[[ Extracted data open ]]

// This file is part of the terraform-provider-remscontent project
//
// Copyright (C) ANEO, 2024-2024. All rights reserved.
//
// Licensed under the Apache License, Version 2.0 (the "License")
// you may not use this file except in compliance with the License.
// You may obtain a copy of the License at
//
//     http://www.apache.org/licenses/LICENSE-2.0
//
// Unless required by applicable law or agreed to in writing, software
// distributed under the License is distributed on an "AS IS" BASIS,
// WITHOUT WARRANTIES OR CONDITIONS OF ANY KIND, either express or implied.
// See the License for the specific language governing permissions and
// limitations under the License.

//! Error types for the REMS API client.

use thiserror::Error;

/// Errors that can occur when talking to a REMS instance.
#[derive(Debug, Error)]
pub enum RemsError {
    /// Network-level error during HTTP communication.
    #[error("Network error: {0}")]
    Network(#[from] reqwest::Error),

    /// The API user or key was refused.
    #[error("REMS refused the credentials (status {status})")]
    Unauthorized { status: u16 },

    /// The requested object does not exist.
    #[error("Not found: {0}")]
    NotFound(String),

    /// REMS answered with an unexpected status.
    #[error("REMS API error: {status} - {message}")]
    Api { status: u16, message: String },

    /// REMS accepted the request but reported `success: false`.
    #[error("REMS rejected the command: {errors}")]
    Rejected { errors: String },

    /// The response body could not be decoded.
    #[error("Invalid response from REMS: {0}")]
    InvalidResponse(String),

    /// The configured endpoint is not a usable base URL.
    #[error("Invalid endpoint `{endpoint}`: {reason}")]
    InvalidEndpoint { endpoint: String, reason: String },
}

impl RemsError {
    pub fn is_not_found(&self) -> bool {
        matches!(self, RemsError::NotFound(_))
    }
}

[[ Extracted data closed ]]

▶ _Task_: Could you please copy the lines of the listing above exactly, from its first line through the line bearing "governing permissions and", and nothing more?

▶ _Written solution_:
// This file is part of the terraform-provider-remscontent project
//
// Copyright (C) ANEO, 2024-2024. All rights reserved.
//
// Licensed under the Apache License, Version 2.0 (the "License")
// you may not use this file except in compliance with the License.
// You may obtain a copy of the License at
//
//     http://www.apache.org/licenses/LICENSE-2.0
//
// Unless required by applicable law or agreed to in writing, software
// distributed under the License is distributed on an "AS IS" BASIS,
// WITHOUT WARRANTIES OR CONDITIONS OF ANY KIND, either express or implied.
// See the License for the specific language governing permissions and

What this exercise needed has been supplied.